§ **Directions**: From the entries below, copy exactly the lines from the one that contains "for backend credentials" through the one that contains "if let Some(api_key)", both included, and only those.

§ **Input data**:
--------------------------------------------------
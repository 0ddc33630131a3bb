// Service exports
pub mod backend;
pub mod cache;

pub use backend::{BackendClient, BackendError, PersistOutcome};
pub use cache::{CacheKey, SnapshotCache};
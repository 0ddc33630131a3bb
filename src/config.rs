use config::{Config, ConfigError, Environment, File};
use serde::Deserialize;
use std::path::Path;

/// Application configuration
#[derive(Debug, Clone, Deserialize)]
pub struct Settings {
    pub server: ServerSettings,
    pub backend: BackendSettings,
    #[serde(default)]
    pub cache: CacheSettings,
    #[serde(default)]
    pub gesture: GestureSettings,
    #[serde(default)]
    pub connection: ConnectionSettings,
    #[serde(default)]
    pub logging: LoggingSettings,
}

#[derive(Debug, Clone, Deserialize)]
pub struct ServerSettings {
    pub host: String,
    pub port: u16,
    pub workers: Option<usize>,
}

#[derive(Debug, Clone, Deserialize)]
pub struct BackendSettings {
    pub endpoint: String,
    pub api_key: String,
}

#[derive(Debug, Clone, Deserialize)]
pub struct CacheSettings {
    #[serde(default = "default_pool_cache_size")]
    pub pool_cache_size: u64,
    #[serde(default = "default_pool_ttl_secs")]
    pub pool_ttl_secs: u64,
}

impl Default for CacheSettings {
    fn default() -> Self {
        Self {
            pool_cache_size: default_pool_cache_size(),
            pool_ttl_secs: default_pool_ttl_secs(),
        }
    }
}

fn default_pool_cache_size() -> u64 { 8 }
fn default_pool_ttl_secs() -> u64 { 120 }

/// Tap/swipe disambiguation thresholds
#[derive(Debug, Clone, Deserialize)]
pub struct GestureSettings {
    #[serde(default = "default_tap_max_duration_ms")]
    pub tap_max_duration_ms: i64,
    #[serde(default = "default_tap_max_movement_px")]
    pub tap_max_movement_px: f64,
    #[serde(default = "default_swipe_min_distance_px")]
    pub swipe_min_distance_px: f64,
}

impl Default for GestureSettings {
    fn default() -> Self {
        Self {
            tap_max_duration_ms: default_tap_max_duration_ms(),
            tap_max_movement_px: default_tap_max_movement_px(),
            swipe_min_distance_px: default_swipe_min_distance_px(),
        }
    }
}

fn default_tap_max_duration_ms() -> i64 { 200 }
fn default_tap_max_movement_px() -> f64 { 10.0 }
fn default_swipe_min_distance_px() -> f64 { 50.0 }

#[derive(Debug, Clone, Deserialize)]
pub struct ConnectionSettings {
    /// Whether a declined viewer may request again later.
    #[serde(default)]
    pub allow_rerequest_after_decline: bool,
}

impl Default for ConnectionSettings {
    fn default() -> Self {
        Self {
            allow_rerequest_after_decline: false,
        }
    }
}

#[derive(Debug, Clone, Deserialize)]
pub struct LoggingSettings {
    #[serde(default = "default_log_level")]
    pub level: String,
    #[serde(default = "default_log_format")]
    pub format: String,
}

impl Default for LoggingSettings {
    fn default() -> Self {
        Self {
            level: default_log_level(),
            format: default_log_format(),
        }
    }
}

fn default_log_level() -> String { "info".to_string() }
fn default_log_format() -> String { "json".to_string() }

impl Settings {
    /// Load configuration from file and environment variables
    ///
    /// Configuration is loaded in the following order (later overrides earlier):
    /// 1. Default values in the struct
    /// 2. Configuration file (config/default.toml)
    /// 3. Environment variables (prefixed with MENTORLINK_)
    pub fn load() -> Result<Self, ConfigError> {
        let mut settings = Config::builder()
            // Add default config file
            .add_source(File::with_name("config/default").required(false))
            // Add local config file (for development overrides)
            .add_source(File::with_name("config/local").required(false))
            // Add environment variables (prefixed with MENTORLINK_)
            // e.g., MENTORLINK_SERVER__PORT -> server.port
            .add_source(
                Environment::with_prefix("MENTORLINK")
                    .prefix_separator("__")
                    .separator("__")
                    .try_parsing(true),
            )
            .build()?;

        settings = substitute_env_vars(settings)?;

        settings.try_deserialize()
    }

    /// Load configuration from a custom path
    pub fn load_from<P: AsRef<Path>>(path: P) -> Result<Self, ConfigError> {
        let settings = Config::builder()
            .add_source(File::from(path.as_ref()))
            .add_source(
                Environment::with_prefix("MENTORLINK")
                    .prefix_separator("__")
                    .separator("__")
                    .try_parsing(true),
            )
            .build()?;

        settings.try_deserialize()
    }
}

/// Apply well-known environment overrides for backend credentials
fn substitute_env_vars(settings: Config) -> Result<Config, ConfigError> {
    use std::env;

    let endpoint = env::var("MENTORLINK_BACKEND__ENDPOINT").ok();
    let api_key = env::var("MENTORLINK_BACKEND__API_KEY").ok();

    let mut builder = Config::builder().add_source(settings);

    if let Some(endpoint) = endpoint {
        builder = builder.set_override("backend.endpoint", endpoint)?;
    }
    if let Some(api_key) = api_key {
        builder = builder.set_override("backend.api_key", api_key)?;
    }

    builder.build()
}
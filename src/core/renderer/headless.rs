//=========================================================================
// Headless Renderer
//=========================================================================
//
// `Renderer` that keeps the full bookkeeping of a real backend (swap chains
// per window, camera scoping, bound state, resource caches, frame stats)
// without touching a GPU. Draw submissions are validated and counted.
//
//=========================================================================

//=== External Dependencies ===============================================

use std::collections::HashMap;

use glam::IVec2;
use log::{debug, info, warn};

//=== Internal Dependencies ===============================================

use super::{
    Camera, FontId, ModelConstants, RenderState, Renderer, Rgba8, ShaderId, TextureId, Vertex,
    WindowSurface,
};
use crate::core::error::RenderError;
use crate::core::math::{is_degenerate, Aabb2};
use crate::core::window::WindowHandle;

//=== FrameStats ==========================================================

/// Work submitted during one frame.
#[derive(Debug, Clone, Default, PartialEq)]
pub struct FrameStats {
    pub clears: u32,
    pub draw_calls: u32,
    pub vertices: usize,
    pub swap_chain_resizes: u32,
    /// Windows presented this frame, in order, with the viewport each received.
    pub presented: Vec<(WindowHandle, Aabb2)>,
}

//=== PathCache ===========================================================

/// Path → id cache shared by the three resource kinds.
#[derive(Default)]
struct PathCache {
    paths: Vec<String>,
    ids: HashMap<String, u32>,
}

impl PathCache {
    fn create_or_get(&mut self, kind: &str, path: &str) -> Result<u32, RenderError> {
        if path.is_empty() {
            return Err(RenderError::ResourceLoad {
                path: String::new(),
                reason: format!("empty {} path", kind),
            });
        }
        if let Some(&id) = self.ids.get(path) {
            return Ok(id);
        }

        let id = self.paths.len() as u32;
        self.paths.push(path.to_string());
        self.ids.insert(path.to_string(), id);
        debug!(target: "renderer", "Loaded {} '{}'", kind, path);
        Ok(id)
    }

    fn len(&self) -> usize {
        self.paths.len()
    }

    fn clear(&mut self) {
        self.paths.clear();
        self.ids.clear();
    }
}

//=== HeadlessRenderer ====================================================

#[derive(Default)]
pub struct HeadlessRenderer {
    started: bool,
    swap_chains: HashMap<WindowHandle, IVec2>,

    //--- Bound State ------------------------------------------------------
    active_camera: Option<Camera>,
    render_state: RenderState,
    model_constants: ModelConstants,
    bound_texture: Option<TextureId>,
    bound_shader: Option<ShaderId>,
    clear_color: Option<Rgba8>,

    //--- Resources --------------------------------------------------------
    textures: PathCache,
    shaders: PathCache,
    fonts: PathCache,

    //--- Stats ------------------------------------------------------------
    frame: FrameStats,
    last_frame: FrameStats,
    frames_completed: u64,
}

impl HeadlessRenderer {
    pub fn new() -> Self {
        Self::default()
    }

    //--- Inspection -------------------------------------------------------

    pub fn is_started(&self) -> bool {
        self.started
    }

    pub fn swap_chain_dimensions(&self, handle: WindowHandle) -> Option<IVec2> {
        self.swap_chains.get(&handle).copied()
    }

    pub fn swap_chain_count(&self) -> usize {
        self.swap_chains.len()
    }

    /// Stats of the frame in progress.
    pub fn current_frame(&self) -> &FrameStats {
        &self.frame
    }

    /// Stats of the most recently completed frame.
    pub fn last_frame(&self) -> &FrameStats {
        &self.last_frame
    }

    pub fn frames_completed(&self) -> u64 {
        self.frames_completed
    }

    pub fn texture_count(&self) -> usize {
        self.textures.len()
    }

    pub fn render_state(&self) -> RenderState {
        self.render_state
    }

    pub fn bound_texture(&self) -> Option<TextureId> {
        self.bound_texture
    }

    pub fn model_constants(&self) -> ModelConstants {
        self.model_constants
    }

    pub fn last_clear_color(&self) -> Option<Rgba8> {
        self.clear_color
    }

    fn require_started(&self) -> Result<(), RenderError> {
        if self.started {
            Ok(())
        } else {
            Err(RenderError::NotStarted)
        }
    }
}

impl Renderer for HeadlessRenderer {
    //--- Lifecycle --------------------------------------------------------

    fn startup(&mut self) -> Result<(), RenderError> {
        self.started = true;
        info!(target: "renderer", "Headless renderer started");
        Ok(())
    }

    fn shutdown(&mut self) {
        if !self.started {
            return;
        }
        if !self.swap_chains.is_empty() {
            warn!(
                target: "renderer",
                "Renderer shut down with {} live swap chains",
                self.swap_chains.len()
            );
        }
        self.swap_chains.clear();
        self.textures.clear();
        self.shaders.clear();
        self.fonts.clear();
        self.active_camera = None;
        self.started = false;
        info!(target: "renderer", "Headless renderer shut down after {} frames", self.frames_completed);
    }

    fn begin_frame(&mut self) {
        self.frame = FrameStats::default();
    }

    fn end_frame(&mut self) {
        if self.active_camera.is_some() {
            warn!(target: "renderer", "Frame ended inside begin_camera/end_camera");
            self.active_camera = None;
        }
        self.last_frame = std::mem::take(&mut self.frame);
        self.frames_completed += 1;
    }

    //--- Window Swap Chains -----------------------------------------------

    fn create_window_swap_chain(&mut self, surface: &WindowSurface) -> Result<(), RenderError> {
        self.require_started()?;
        let dims = surface.client_dimensions;
        if is_degenerate(dims) {
            return Err(RenderError::InvalidDimensions {
                handle: surface.handle,
                width: dims.x,
                height: dims.y,
            });
        }

        if self.swap_chains.insert(surface.handle, dims).is_some() {
            debug!(target: "renderer", "Replaced swap chain for window {}", surface.handle);
        }
        Ok(())
    }

    fn resize_window_swap_chain(&mut self, surface: &WindowSurface) -> Result<(), RenderError> {
        self.require_started()?;
        let dims = surface.client_dimensions;
        let Some(current) = self.swap_chains.get_mut(&surface.handle) else {
            return Err(RenderError::SwapChainMissing(surface.handle));
        };
        if is_degenerate(dims) {
            return Err(RenderError::InvalidDimensions {
                handle: surface.handle,
                width: dims.x,
                height: dims.y,
            });
        }

        *current = dims;
        self.frame.swap_chain_resizes += 1;
        Ok(())
    }

    fn destroy_window_swap_chain(&mut self, handle: WindowHandle) {
        self.swap_chains.remove(&handle);
    }

    fn render_viewport_to_window(
        &mut self,
        handle: WindowHandle,
        viewport: Aabb2,
    ) -> Result<(), RenderError> {
        self.require_started()?;
        if !self.swap_chains.contains_key(&handle) {
            return Err(RenderError::SwapChainMissing(handle));
        }
        self.frame.presented.push((handle, viewport));
        Ok(())
    }

    //--- Drawing ----------------------------------------------------------

    fn begin_camera(&mut self, camera: &Camera) {
        if self.active_camera.is_some() {
            warn!(target: "renderer", "begin_camera called while another camera is active");
        }
        self.active_camera = Some(*camera);
    }

    fn end_camera(&mut self, camera: &Camera) {
        match self.active_camera.take() {
            Some(active) if active == *camera => {}
            Some(_) => warn!(target: "renderer", "end_camera called with a different camera"),
            None => warn!(target: "renderer", "end_camera called without begin_camera"),
        }
    }

    fn clear_screen(&mut self, color: Rgba8) {
        self.clear_color = Some(color);
        self.frame.clears += 1;
    }

    fn set_render_state(&mut self, state: RenderState) {
        self.render_state = state;
    }

    fn set_model_constants(&mut self, constants: ModelConstants) {
        self.model_constants = constants;
    }

    fn bind_texture(&mut self, texture: Option<TextureId>) {
        self.bound_texture = texture;
    }

    fn bind_shader(&mut self, shader: Option<ShaderId>) {
        self.bound_shader = shader;
    }

    fn draw_vertex_array(&mut self, verts: &[Vertex]) {
        if self.active_camera.is_none() {
            warn!(target: "renderer", "Dropped draw of {} vertices outside a camera", verts.len());
            return;
        }
        if verts.is_empty() {
            return;
        }
        if verts.len() % 3 != 0 {
            warn!(target: "renderer", "Vertex count {} is not a triangle list", verts.len());
        }
        self.frame.draw_calls += 1;
        self.frame.vertices += verts.len();
    }

    //--- Resources --------------------------------------------------------

    fn create_or_get_texture_from_file(&mut self, path: &str) -> Result<TextureId, RenderError> {
        self.require_started()?;
        self.textures.create_or_get("texture", path).map(TextureId)
    }

    fn create_or_get_shader_from_file(&mut self, path: &str) -> Result<ShaderId, RenderError> {
        self.require_started()?;
        self.shaders.create_or_get("shader", path).map(ShaderId)
    }

    fn create_or_get_bitmap_font_from_file(&mut self, path: &str) -> Result<FontId, RenderError> {
        self.require_started()?;
        self.fonts.create_or_get("font", path).map(FontId)
    }
}

//=========================================================================
// Unit Tests
//=========================================================================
--------------------------------------------------
§ **Written answer**:
/// Apply well-known environment overrides for backend credentials
fn substitute_env_vars(settings: Config) -> Result<Config, ConfigError> {
    use std::env;

    let endpoint = env::var("MENTORLINK_BACKEND__ENDPOINT").ok();
    let api_key = env::var("MENTORLINK_BACKEND__API_KEY").ok();

    let mut builder = Config::builder().add_source(settings);

    if let Some(endpoint) = endpoint {
        builder = builder.set_override("backend.endpoint", endpoint)?;
    }
    if let Some(api_key) = api_key {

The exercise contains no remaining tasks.